Copy each line below that includes "runs".

Dataset entries:

□ □ □ □ □ □ □

use serde::{Deserialize, Serialize};
use thiserror::Error;

#[derive(Debug, Clone, PartialEq, Eq, Error, Serialize, Deserialize)]
pub enum AcquisitionError {
    #[error("camera permission denied")]
    PermissionDenied,

    #[error("no capture device available: {0}")]
    DeviceUnavailable(String),

    #[error("camera is already held by stream {0}")]
    Busy(u64),
}

impl AcquisitionError {
    /// Message shown to the user when acquisition fails.
    pub fn user_message(&self) -> &'static str {
        match self {
            Self::PermissionDenied => "Camera access required for verification.",
            Self::DeviceUnavailable(_) => "No camera found. Connect a camera and try again.",
            Self::Busy(_) => "The camera is in use by another verification.",
        }
    }
}
//! Onboarding liveness verification.
//!
//! A session acquires the camera, steps the user through a fixed sequence of
//! poses, and only then accepts a capture:
//!
//! 1. **Warm-up**: the camera is held and the stream stabilises.
//! 2. **Phases**: each pose accumulates stability progress on a repeating tick
//!    until it reaches 100%, then the next pose starts after a settle delay.
//! 3. **Capture**: once every phase is complete the gate opens; a capture runs
//!    a fixed analysis delay and the outcome policy decides pass or fail.
//!
//! The transition logic lives in [`machine::step`], a pure function over
//! [`VerificationSession`]. [`LivenessOrchestrator`] executes its commands
//! against a camera and a scheduler and is what the onboarding wizard talks to.

pub mod config;
pub mod error;
pub mod event;
pub mod gate;
pub mod machine;
pub mod orchestrator;
pub mod outcome;
pub mod proof;
pub mod sequencer;
pub mod session;
pub mod stability;

pub use config::LivenessConfig;
pub use error::VerificationError;
pub use event::{RecordedEvent, VerificationEvent};
pub use gate::CaptureGate;
pub use machine::{Command, Input, TimerKind};
pub use orchestrator::LivenessOrchestrator;
pub use outcome::{CaptureOutcome, OutcomePolicy, RejectReason, FORCED_FAILURES};
pub use proof::VerifiedProof;
pub use sequencer::{PhaseSequencer, PhaseStep, SequencerState};
pub use session::{SessionSnapshot, VerificationSession};
pub use stability::{Stability, StabilityTracker};
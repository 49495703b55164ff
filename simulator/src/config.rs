//! Simulator configuration with TOML file support.

use std::path::Path;

use anyhow::Context;
use serde::{Deserialize, Serialize};
use soulcheck_utils::LogFormat;
use soulcheck_verification::LivenessConfig;

/// Everything one simulator run needs.
///
/// Loaded from a TOML file via [`SimulatorConfig::from_toml_file`]; CLI flags
/// override individual fields afterwards.
#[derive(Clone, Debug, PartialEq, Serialize, Deserialize)]
pub struct SimulatorConfig {
    /// Log format: "human" or "json".
    #[serde(default)]
    pub log_format: LogFormat,

    /// Log level filter: "trace", "debug", "info", "warn", "error".
    #[serde(default = "default_log_level")]
    pub log_level: String,

    /// Make the simulated camera refuse permission.
    #[serde(default)]
    pub deny_camera: bool,

    /// Sleep through every delay instead of jumping virtual time.
    #[serde(default)]
    pub realtime: bool,

    /// Capture attempts the wizard makes before giving up.
    #[serde(default = "default_max_attempts")]
    pub max_attempts: u32,

    #[serde(default)]
    pub liveness: LivenessConfig,
}

fn default_log_level() -> String {
    "info".to_string()
}

fn default_max_attempts() -> u32 {
    3
}

impl Default for SimulatorConfig {
    fn default() -> Self {
        Self {
            log_format: LogFormat::default(),
            log_level: default_log_level(),
            deny_camera: false,
            realtime: false,
            max_attempts: default_max_attempts(),
            liveness: LivenessConfig::default(),
        }
    }
}

impl SimulatorConfig {
    pub fn from_toml_file(path: impl AsRef<Path>) -> anyhow::Result<Self> {
        let path = path.as_ref();
        let contents = std::fs::read_to_string(path)
            .with_context(|| format!("failed to read config file {}", path.display()))?;
        Self::from_toml_str(&contents)
            .with_context(|| format!("invalid config file {}", path.display()))
    }

    pub fn from_toml_str(s: &str) -> anyhow::Result<Self> {
        let config: Self = toml::from_str(s)?;
        config.liveness.validate()?;
        if config.max_attempts == 0 {
            anyhow::bail!("max_attempts must be at least 1");
        }
        Ok(config)
    }

    pub fn to_toml_string(&self) -> anyhow::Result<String> {
        Ok(toml::to_string_pretty(self)?)
    }
}
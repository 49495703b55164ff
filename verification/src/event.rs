//! Events recorded by the orchestrator for the wizard to render.

use serde::Serialize;
use soulcheck_camera::AcquisitionError;
use soulcheck_types::{Pose, Timestamp};

use crate::outcome::RejectReason;

#[derive(Clone, Debug, PartialEq, Eq, Serialize)]
#[serde(tag = "event", rename_all = "snake_case")]
pub enum VerificationEvent {
    /// Camera stream is live; warm-up started.
    CameraAcquired,
    /// Acquisition failed; the session is `failed`.
    CameraDenied { error: AcquisitionError },
    PhaseStarted { index: usize, pose: Pose },
    PhaseCompleted { index: usize },
    /// All phases complete; capture is now accepted.
    GateOpened,
    CaptureStarted { attempt: u32 },
    CaptureRejected { attempt: u32, reason: RejectReason },
    Verified { attempts: u32 },
    Cancelled,
}

/// An event together with the session-clock time it happened at.
#[derive(Clone, Debug, PartialEq, Eq, Serialize)]
pub struct RecordedEvent {
    pub at: Timestamp,
    #[serde(flatten)]
    pub event: VerificationEvent,
}
//! Verification orchestrator: runs the state machine against a real camera
//! and scheduler, and is the surface the onboarding wizard talks to.

use std::collections::VecDeque;

use soulcheck_camera::{CameraResource, CaptureDevice, DisplaySink};
use soulcheck_timer::{Scheduler, TimerSlot};
use soulcheck_types::{LivenessParams, SessionStatus, Timestamp};

use crate::config::LivenessConfig;
use crate::error::VerificationError;
use crate::event::{RecordedEvent, VerificationEvent};
use crate::machine::{self, Command, Input, TimerKind};
use crate::proof::VerifiedProof;
use crate::session::{SessionSnapshot, VerificationSession};

type VerifiedCallback = Box<dyn FnOnce(&VerifiedProof)>;

/// Owns one [`VerificationSession`] together with the camera and the timer it
/// drives.
///
/// Time is supplied by the caller: every entry point takes the current
/// session-clock time, and [`advance_to`](Self::advance_to) fires the timers
/// that are due. Dropping the orchestrator cancels the outstanding timer and
/// releases the camera.
pub struct LivenessOrchestrator<D, K, S>
where
    D: CaptureDevice,
    K: DisplaySink,
    S: Scheduler<TimerKind>,
{
    params: LivenessParams,
    session: VerificationSession,
    camera: CameraResource<D, K>,
    scheduler: S,
    timer: TimerSlot<TimerKind>,
    now: Timestamp,
    pending_events: Vec<RecordedEvent>,
    on_verified: Option<VerifiedCallback>,
}

impl<D, K, S> LivenessOrchestrator<D, K, S>
where
    D: CaptureDevice,
    K: DisplaySink,
    S: Scheduler<TimerKind>,
{
    pub fn new(
        config: LivenessConfig,
        camera: CameraResource<D, K>,
        scheduler: S,
    ) -> Result<Self, VerificationError> {
        config.validate()?;
        let session = VerificationSession::new(config.phases, &config.timing);
        Ok(Self {
            params: config.timing,
            session,
            camera,
            scheduler,
            timer: TimerSlot::new(),
            now: Timestamp::ZERO,
            pending_events: Vec::new(),
            on_verified: None,
        })
    }

    /// Invoked exactly once, when the session reaches `verified`.
    pub fn with_on_verified(mut self, callback: impl FnOnce(&VerifiedProof) + 'static) -> Self {
        self.on_verified = Some(Box::new(callback));
        self
    }

    /// Acquire the camera and begin the warm-up.
    ///
    /// From `failed` this behaves like [`retry`](Self::retry). Refused while a
    /// session is running or after it has been verified.
    pub fn start(&mut self, now: Timestamp) -> Result<(), VerificationError> {
        self.clock(now);
        self.apply(Input::Start)?;
        tracing::info!(phases = self.session.sequencer().plan().len(), "liveness check started");
        Ok(())
    }

    /// Request a capture. Ignored unless the capture gate is open.
    ///
    /// Returns whether the capture was accepted.
    pub fn capture(&mut self, now: Timestamp) -> bool {
        self.clock(now);
        match self.apply(Input::Capture) {
            Ok(()) => true,
            Err(err) => {
                tracing::debug!(%err, "capture request ignored");
                false
            }
        }
    }

    /// Leave `failed` and run the phase sequence again.
    ///
    /// Reuses the retained camera after a rejected capture; re-acquires it
    /// after an acquisition failure.
    pub fn retry(&mut self, now: Timestamp) -> Result<(), VerificationError> {
        self.clock(now);
        tracing::info!(attempts = self.session.attempt_count(), "retrying liveness check");
        self.apply(Input::Retry)
    }

    /// Tear the session down and return to a fresh idle session.
    ///
    /// Returns false when there was nothing to cancel (idle or verified).
    pub fn cancel(&mut self) -> bool {
        let before = self.session.status();
        if let Err(err) = self.apply(Input::Cancel) {
            tracing::warn!(%err, "cancel refused");
            return false;
        }
        !matches!(before, SessionStatus::Idle | SessionStatus::Verified)
    }

    /// Fire every timer due at or before `now`, in deadline order.
    ///
    /// Each transition runs at its timer's deadline, so follow-up timers are
    /// scheduled relative to that deadline rather than to `now`. Returns the
    /// number of timers fired.
    pub fn advance_to(&mut self, now: Timestamp) -> usize {
        let mut fired = 0;
        while let Some(expired) = self.scheduler.pop_expired(now) {
            let Some(kind) = self.timer.claim(expired.handle) else {
                tracing::debug!(handle = %expired.handle, "stale timer dropped");
                continue;
            };
            self.clock(expired.deadline);
            fired += 1;
            if let Err(err) = self.apply(Input::Timer(kind)) {
                tracing::warn!(%err, ?kind, "timer transition refused");
            }
        }
        self.clock(now);
        fired
    }

    /// Deadline of the outstanding timer, if any.
    pub fn next_deadline(&mut self) -> Option<Timestamp> {
        self.scheduler.next_deadline()
    }

    pub fn now(&self) -> Timestamp {
        self.now
    }

    pub fn snapshot(&self) -> SessionSnapshot {
        self.session.snapshot()
    }

    pub fn session(&self) -> &VerificationSession {
        &self.session
    }

    pub fn params(&self) -> &LivenessParams {
        &self.params
    }

    pub fn camera(&self) -> &CameraResource<D, K> {
        &self.camera
    }

    pub fn scheduler(&self) -> &S {
        &self.scheduler
    }

    pub fn pending_timers(&self) -> usize {
        self.scheduler.pending()
    }

    /// Take all events recorded since the last drain.
    pub fn drain_events(&mut self) -> Vec<RecordedEvent> {
        std::mem::take(&mut self.pending_events)
    }

    /// Proof for the profile-submission step. Only available once verified.
    pub fn authorize_submission(&self) -> Result<VerifiedProof, VerificationError> {
        match (self.session.status(), self.session.verified_at()) {
            (SessionStatus::Verified, Some(at)) => {
                Ok(VerifiedProof::new(self.session.attempt_count(), at))
            }
            (status, _) => Err(VerificationError::NotVerified(status)),
        }
    }

    fn clock(&mut self, now: Timestamp) {
        self.now = self.now.max(now);
    }

    fn apply(&mut self, input: Input) -> Result<(), VerificationError> {
        let commands = machine::step(&mut self.session, input, &self.params, self.now)?;
        self.execute(commands)
    }

    fn execute(&mut self, commands: Vec<Command>) -> Result<(), VerificationError> {
        let mut queue: VecDeque<Command> = commands.into();
        let mut failure = None;

        while let Some(command) = queue.pop_front() {
            match command {
                Command::AcquireCamera => {
                    let followup = match self.camera.acquire() {
                        Ok(handle) => {
                            self.session.camera = Some(handle);
                            match machine::step(
                                &mut self.session,
                                Input::Acquired,
                                &self.params,
                                self.now,
                            ) {
                                Ok(commands) => commands,
                                Err(err) => {
                                    self.camera.release(&mut self.session.camera);
                                    return Err(err);
                                }
                            }
                        }
                        Err(error) => {
                            failure = Some(VerificationError::Acquisition(error.clone()));
                            machine::step(
                                &mut self.session,
                                Input::AcquireFailed(error),
                                &self.params,
                                self.now,
                            )?
                        }
                    };
                    queue.extend(followup);
                }
                Command::Schedule { delay_ms, kind } => {
                    self.timer
                        .arm(&mut self.scheduler, self.now, delay_ms, kind);
                }
                Command::CancelTimer => {
                    self.timer.disarm(&mut self.scheduler);
                }
                Command::ReleaseCamera => {
                    self.camera.release(&mut self.session.camera);
                }
                Command::Emit(event) => self.record(event),
                Command::NotifyVerified => self.notify_verified(),
            }
        }

        failure.map_or(Ok(()), Err)
    }

    fn record(&mut self, event: VerificationEvent) {
        match &event {
            VerificationEvent::CameraAcquired => {
                tracing::info!(at = %self.now, "camera acquired, warming up")
            }
            VerificationEvent::CameraDenied { error } => {
                tracing::warn!(at = %self.now, %error, "camera acquisition failed")
            }
            VerificationEvent::PhaseStarted { index, pose } => {
                tracing::debug!(at = %self.now, phase = index, %pose, "phase started")
            }
            VerificationEvent::PhaseCompleted { index } => {
                tracing::debug!(at = %self.now, phase = index, "phase stable")
            }
            VerificationEvent::GateOpened => {
                tracing::info!(at = %self.now, "all phases complete, capture enabled")
            }
            VerificationEvent::CaptureStarted { attempt } => {
                tracing::info!(at = %self.now, attempt, "capture accepted, analysing")
            }
            VerificationEvent::CaptureRejected { attempt, reason } => {
                tracing::warn!(at = %self.now, attempt, %reason, "capture rejected")
            }
            VerificationEvent::Verified { attempts } => {
                tracing::info!(at = %self.now, attempts, "liveness verified")
            }
            VerificationEvent::Cancelled => tracing::info!(at = %self.now, "session cancelled"),
        }
        self.pending_events.push(RecordedEvent {
            at: self.now,
            event,
        });
    }

    fn notify_verified(&mut self) {
        let Some(callback) = self.on_verified.take() else {
            return;
        };
        match self.authorize_submission() {
            Ok(proof) => callback(&proof),
            Err(err) => tracing::warn!(%err, "verified callback skipped"),
        }
    }
}

impl<D, K, S> Drop for LivenessOrchestrator<D, K, S>
where
    D: CaptureDevice,
    K: DisplaySink,
    S: Scheduler<TimerKind>,
{
    fn drop(&mut self) {
        let cancelled = self.timer.disarm(&mut self.scheduler);
        let released = self.camera.release(&mut self.session.camera);
        if cancelled.is_some() || released {
            tracing::debug!(status = %self.session.status(), "liveness session torn down");
        }
    }
}
//! The pure transition function.
//!
//! [`step`] applies one [`Input`] to a [`VerificationSession`] and returns the
//! [`Command`]s the orchestrator must carry out. It performs no I/O and reads
//! no clock, so every transition can be exercised directly.

use soulcheck_camera::AcquisitionError;
use soulcheck_types::{LivenessParams, SessionStatus, Timestamp};

use crate::error::VerificationError;
use crate::event::VerificationEvent;
use crate::gate::CaptureGate;
use crate::outcome::{CaptureOutcome, OutcomePolicy};
use crate::sequencer::PhaseStep;
use crate::session::VerificationSession;
use crate::stability::Stability;

/// The delayed transitions a session can have in flight.
#[derive(Clone, Copy, Debug, PartialEq, Eq, Hash)]
pub enum TimerKind {
    Warmup,
    Tick,
    Settle,
    Analysis,
}

#[derive(Debug)]
pub enum Input {
    Start,
    /// The orchestrator placed a fresh handle in the session's camera slot.
    Acquired,
    AcquireFailed(AcquisitionError),
    Timer(TimerKind),
    Capture,
    Retry,
    Cancel,
}

#[derive(Clone, Debug, PartialEq, Eq)]
pub enum Command {
    AcquireCamera,
    Schedule { delay_ms: u64, kind: TimerKind },
    CancelTimer,
    ReleaseCamera,
    Emit(VerificationEvent),
    NotifyVerified,
}

/// Apply `input` at session-clock time `now`.
pub fn step(
    session: &mut VerificationSession,
    input: Input,
    params: &LivenessParams,
    now: Timestamp,
) -> Result<Vec<Command>, VerificationError> {
    match input {
        Input::Start => start(session, params),
        Input::Acquired => acquired(session, params),
        Input::AcquireFailed(error) => Ok(acquire_failed(session, error)),
        Input::Timer(kind) => on_timer(session, kind, params, now),
        Input::Capture => capture(session, params),
        Input::Retry => retry(session, params),
        Input::Cancel => Ok(cancel(session)),
    }
}

fn invalid(action: &'static str, session: &VerificationSession) -> VerificationError {
    VerificationError::InvalidTransition {
        action,
        status: session.status,
    }
}

fn start(
    session: &mut VerificationSession,
    params: &LivenessParams,
) -> Result<Vec<Command>, VerificationError> {
    match session.status {
        SessionStatus::Idle => {
            session.failure = None;
            Ok(vec![Command::AcquireCamera])
        }
        SessionStatus::Failed => retry(session, params),
        SessionStatus::Verified => Err(VerificationError::AlreadyVerified),
        active => Err(VerificationError::AlreadyActive(active)),
    }
}

fn acquired(
    session: &mut VerificationSession,
    params: &LivenessParams,
) -> Result<Vec<Command>, VerificationError> {
    if !matches!(session.status, SessionStatus::Idle | SessionStatus::Failed)
        || session.camera.is_none()
    {
        return Err(invalid("accept a camera", session));
    }
    Ok(begin_warmup(session, params, Some(VerificationEvent::CameraAcquired)))
}

fn begin_warmup(
    session: &mut VerificationSession,
    params: &LivenessParams,
    announce: Option<VerificationEvent>,
) -> Vec<Command> {
    session.status = SessionStatus::Acquiring;
    session.failure = None;
    session.sequencer.begin_warmup();
    session.tracker.reset();

    let mut commands: Vec<Command> = announce.into_iter().map(Command::Emit).collect();
    commands.push(Command::Schedule {
        delay_ms: params.warmup_ms,
        kind: TimerKind::Warmup,
    });
    commands
}

fn acquire_failed(session: &mut VerificationSession, error: AcquisitionError) -> Vec<Command> {
    session.status = SessionStatus::Failed;
    session.sequencer.reset();
    session.tracker.reset();
    session.failure = Some(VerificationError::Acquisition(error.clone()));
    vec![Command::Emit(VerificationEvent::CameraDenied { error })]
}

fn on_timer(
    session: &mut VerificationSession,
    kind: TimerKind,
    params: &LivenessParams,
    now: Timestamp,
) -> Result<Vec<Command>, VerificationError> {
    match kind {
        TimerKind::Warmup => {
            if session.status != SessionStatus::Acquiring {
                return Err(invalid("start phases", session));
            }
            let index = session
                .sequencer
                .start()
                .ok_or_else(|| invalid("start phases", session))?;
            session.status = SessionStatus::InProgress;
            Ok(enter_phase(session, index, params))
        }
        TimerKind::Tick => {
            if session.status != SessionStatus::InProgress {
                return Err(invalid("tick", session));
            }
            let index = session.phase_index();
            match session.tracker.tick() {
                Stability::Holding(_) => Ok(vec![schedule_tick(params)]),
                Stability::Stable => {
                    let mut commands = vec![Command::Emit(VerificationEvent::PhaseCompleted {
                        index,
                    })];
                    match session.sequencer.complete_phase() {
                        Some(PhaseStep::Settle { .. }) => commands.push(Command::Schedule {
                            delay_ms: params.settle_delay_ms,
                            kind: TimerKind::Settle,
                        }),
                        Some(PhaseStep::AllComplete) => {
                            commands.push(Command::Emit(VerificationEvent::GateOpened))
                        }
                        None => return Err(invalid("complete a phase", session)),
                    }
                    Ok(commands)
                }
            }
        }
        TimerKind::Settle => {
            let index = session
                .sequencer
                .advance()
                .ok_or_else(|| invalid("advance phase", session))?;
            Ok(enter_phase(session, index, params))
        }
        TimerKind::Analysis => {
            if session.status != SessionStatus::Capturing {
                return Err(invalid("finish analysis", session));
            }
            Ok(finish_capture(session, now))
        }
    }
}

fn enter_phase(
    session: &mut VerificationSession,
    index: usize,
    params: &LivenessParams,
) -> Vec<Command> {
    session.tracker.reset();
    let mut commands = Vec::with_capacity(2);
    if let Some(pose) = session.sequencer.current_pose() {
        commands.push(Command::Emit(VerificationEvent::PhaseStarted {
            index,
            pose: pose.clone(),
        }));
    }
    commands.push(schedule_tick(params));
    commands
}

fn schedule_tick(params: &LivenessParams) -> Command {
    Command::Schedule {
        delay_ms: params.tick_interval_ms,
        kind: TimerKind::Tick,
    }
}

fn capture(
    session: &mut VerificationSession,
    params: &LivenessParams,
) -> Result<Vec<Command>, VerificationError> {
    CaptureGate.check(session)?;
    session.status = SessionStatus::Capturing;
    session.failure = None;
    Ok(vec![
        Command::Emit(VerificationEvent::CaptureStarted {
            attempt: session.attempt_count + 1,
        }),
        Command::Schedule {
            delay_ms: params.analysis_ms,
            kind: TimerKind::Analysis,
        },
    ])
}

fn finish_capture(session: &mut VerificationSession, now: Timestamp) -> Vec<Command> {
    let outcome = OutcomePolicy.decide(session.attempt_count);
    session.attempt_count += 1;
    let attempt = session.attempt_count;

    match outcome {
        CaptureOutcome::Rejected(reason) => {
            session.status = SessionStatus::Failed;
            session.failure = Some(VerificationError::CaptureRejected(reason));
            session.sequencer.reset();
            session.tracker.reset();
            vec![Command::Emit(VerificationEvent::CaptureRejected {
                attempt,
                reason,
            })]
        }
        CaptureOutcome::Verified => {
            session.status = SessionStatus::Verified;
            session.verified_at = Some(now);
            vec![
                Command::Emit(VerificationEvent::Verified { attempts: attempt }),
                Command::ReleaseCamera,
                Command::NotifyVerified,
            ]
        }
    }
}

fn retry(
    session: &mut VerificationSession,
    params: &LivenessParams,
) -> Result<Vec<Command>, VerificationError> {
    if session.status != SessionStatus::Failed {
        return Err(invalid("retry", session));
    }
    if session.camera.is_some() {
        return Ok(begin_warmup(session, params, None));
    }
    // failed without a camera: acquisition starts over
    session.failure = None;
    Ok(vec![Command::AcquireCamera])
}

fn cancel(session: &mut VerificationSession) -> Vec<Command> {
    if matches!(
        session.status,
        SessionStatus::Idle | SessionStatus::Verified
    ) {
        return Vec::new();
    }
    session.reset();
    vec![
        Command::CancelTimer,
        Command::ReleaseCamera,
        Command::Emit(VerificationEvent::Cancelled),
    ]
}

#[cfg(test)]
mod tests {
    use super::*;
    use soulcheck_types::PhasePlan;

    fn session() -> (VerificationSession, LivenessParams) {
        let params = LivenessParams::default();
        (VerificationSession::new(PhasePlan::default(), &params), params)
    }

    #[test]
    fn start_from_idle_requests_camera() {
        let (mut s, params) = session();
        let commands = step(&mut s, Input::Start, &params, Timestamp::ZERO).unwrap();
        assert_eq!(commands, vec![Command::AcquireCamera]);
        assert_eq!(s.status(), SessionStatus::Idle);
    }

    #[test]
    fn acquire_failure_fails_without_phases() {
        let (mut s, params) = session();
        let commands = step(
            &mut s,
            Input::AcquireFailed(AcquisitionError::PermissionDenied),
            &params,
            Timestamp::ZERO,
        )
        .unwrap();

        assert_eq!(s.status(), SessionStatus::Failed);
        assert_eq!(s.phase_index(), 0);
        assert_eq!(
            s.last_error().as_deref(),
            Some("Camera access required for verification.")
        );
        assert!(commands
            .iter()
            .all(|c| !matches!(c, Command::Schedule { .. })));
    }

    #[test]
    fn acquired_without_handle_is_refused() {
        let (mut s, params) = session();
        let err = step(&mut s, Input::Acquired, &params, Timestamp::ZERO).unwrap_err();
        assert!(matches!(err, VerificationError::InvalidTransition { .. }));
    }

    #[test]
    fn capture_before_gate_is_invalid_and_changes_nothing() {
        let (mut s, params) = session();
        let err = step(&mut s, Input::Capture, &params, Timestamp::ZERO).unwrap_err();
        assert_eq!(
            err,
            VerificationError::InvalidTransition {
                action: "capture",
                status: SessionStatus::Idle
            }
        );
        assert_eq!(s.status(), SessionStatus::Idle);
    }

    #[test]
    fn stray_tick_in_idle_is_invalid() {
        let (mut s, params) = session();
        assert!(step(&mut s, Input::Timer(TimerKind::Tick), &params, Timestamp::ZERO).is_err());
        assert_eq!(s.phase_progress(), 0);
    }

    #[test]
    fn cancel_in_idle_is_a_no_op() {
        let (mut s, params) = session();
        let commands = step(&mut s, Input::Cancel, &params, Timestamp::ZERO).unwrap();
        assert!(commands.is_empty());
    }

    #[test]
    fn retry_after_denial_requests_camera_again() {
        let (mut s, params) = session();
        step(
            &mut s,
            Input::AcquireFailed(AcquisitionError::PermissionDenied),
            &params,
            Timestamp::ZERO,
        )
        .unwrap();

        let commands = step(&mut s, Input::Retry, &params, Timestamp::ZERO).unwrap();
        assert_eq!(commands, vec![Command::AcquireCamera]);
        assert_eq!(s.status(), SessionStatus::Failed);
        assert_eq!(s.last_error(), None);
    }

    #[test]
    fn retry_outside_failed_is_invalid() {
        let (mut s, params) = session();
        assert!(matches!(
            step(&mut s, Input::Retry, &params, Timestamp::ZERO),
            Err(VerificationError::InvalidTransition { action: "retry", .. })
        ));
    }
}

□ □ □ □ □ □ □

Output for this exercise:
//! 3. **Capture**: once every phase is complete the gate opens; a capture runs
//! Verification orchestrator: runs the state machine against a real camera
    /// Each transition runs at its timer's deadline, so follow-up timers are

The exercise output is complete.